US Government Financial Commitment
What’s most amazing to me, is to see the progression from a non despicable initial $8 billion loan to banks, to what appears to be an unfathomable sum of money, maybe: $5,100,000,000,000.
And according to the same NYT article,
Under the plan, the government is seen as a “silent partner” in the banks, without board seats. But analysts expect the government to be more quiet than silent, operating as an adviser that must be consulted.
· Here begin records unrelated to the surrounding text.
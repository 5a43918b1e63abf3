//! SQL Server identifier utilities.
//!
//! Uses SQL Server's bracket notation `[identifier]` to delimit identifiers.

use crate::constants::DEFAULT_SCHEMA;

/// Quote a name as a SQL Server delimited identifier.
///
/// The name is wrapped in brackets and every embedded `]` is doubled. No
/// trimming or validation happens here: the result is always a single
/// delimited identifier, whatever the input contains.
///
/// # Examples
///
/// ```
/// use mssql_readonly_mcp::security::quote_identifier;
///
/// assert_eq!(quote_identifier("Sales"), "[Sales]");
/// assert_eq!(quote_identifier("My]Db"), "[My]]Db]");
/// ```
pub fn quote_identifier(name: &str) -> String {
    format!("[{}]", name.replace(']', "]]"))
}

/// Split a possibly schema-qualified table name on its first dot.
///
/// Returns `(schema, table)`, with the schema defaulting to `dbo`. The parts
/// are meant to be bound as query parameters, never spliced into SQL text.
pub fn parse_qualified_name(identifier: &str) -> (String, String) {
    match identifier.split_once('.') {
        Some((schema, table)) => (schema.to_string(), table.to_string()),
        None => (DEFAULT_SCHEMA.to_string(), identifier.to_string()),
    }
}
//! MCP server struct definition and initialization.

use crate::config::Config;
use crate::database::{SafeQueryExecutor, SchemaCatalog, TdsGateway};
use crate::error::ServerError;
use rmcp::handler::server::router::tool::ToolRouter;
use std::sync::Arc;

/// The read-only MSSQL MCP server.
///
/// Cloned per request by rmcp; everything inside is shared through `Arc`.
#[derive(Clone)]
pub struct MssqlReadOnlyServer {
    /// Configuration.
    pub(crate) config: Arc<Config>,

    /// Classifies and runs caller SQL.
    pub(crate) executor: SafeQueryExecutor<TdsGateway>,

    /// Fixed catalog lookups.
    pub(crate) catalog: SchemaCatalog<TdsGateway>,

    /// Tool router for dispatching tool calls.
    pub(crate) tool_router: ToolRouter<Self>,
}

impl MssqlReadOnlyServer {
    /// Create a new server instance with the given configuration.
    ///
    /// No connection is opened here; the pool connects on the first tool
    /// call. Must run inside a tokio runtime.
    pub fn new(config: Config) -> Result<Self, ServerError> {
        let gateway = Arc::new(TdsGateway::new(&config.database, config.query.max_rows)?);

        Ok(Self {
            executor: SafeQueryExecutor::new(Arc::clone(&gateway)),
            catalog: SchemaCatalog::new(gateway),
            config: Arc::new(config),
            tool_router: Self::tool_router(),
        })
    }

    /// Create a server from environment variables.
    pub fn from_env() -> Result<Self, ServerError> {
        Self::new(Config::from_env()?)
    }

    /// Get a reference to the configuration.
    pub fn config(&self) -> &Config {
        &self.config
    }

    /// Get a reference to the query executor.
    pub fn executor(&self) -> &SafeQueryExecutor<TdsGateway> {
        &self.executor
    }

    /// Get a reference to the schema catalog.
    pub fn catalog(&self) -> &SchemaCatalog<TdsGateway> {
        &self.catalog
    }

    /// The database named in the configuration, if any.
    pub fn current_database(&self) -> Option<&str> {
        self.config.current_database()
    }
}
Should the bank sell these mortgage-backed securities for 10 cents on the dollar today or wait a few months and hope to get 40 cents on the dollar? A discrete call to the Treasury or the Fed, analysts say, would
seem in order.
Now, what is really being asked here is a much larger question: will banks risk taking us all under to save 30 or 40 cents on the dollar?
If banks do not buy their way out of their CDS soon, mistakenly thinking that the government support will avoid being dragged into hot waters again, then, they may be taking us all under with them, $35 trillion in outstanding CDS only, which doesn’t include the potential black-holes in the remaining derivatives.
I would advice the government to put a little pressure on the idiot bankers to hurry and clear their wrong sided CDS trades, their assumptions may be wrong once again!
Let me be very clear, the weakness remains, and the temptation is huge, as long as the CDS on the $35 trillion are not cleared from the system.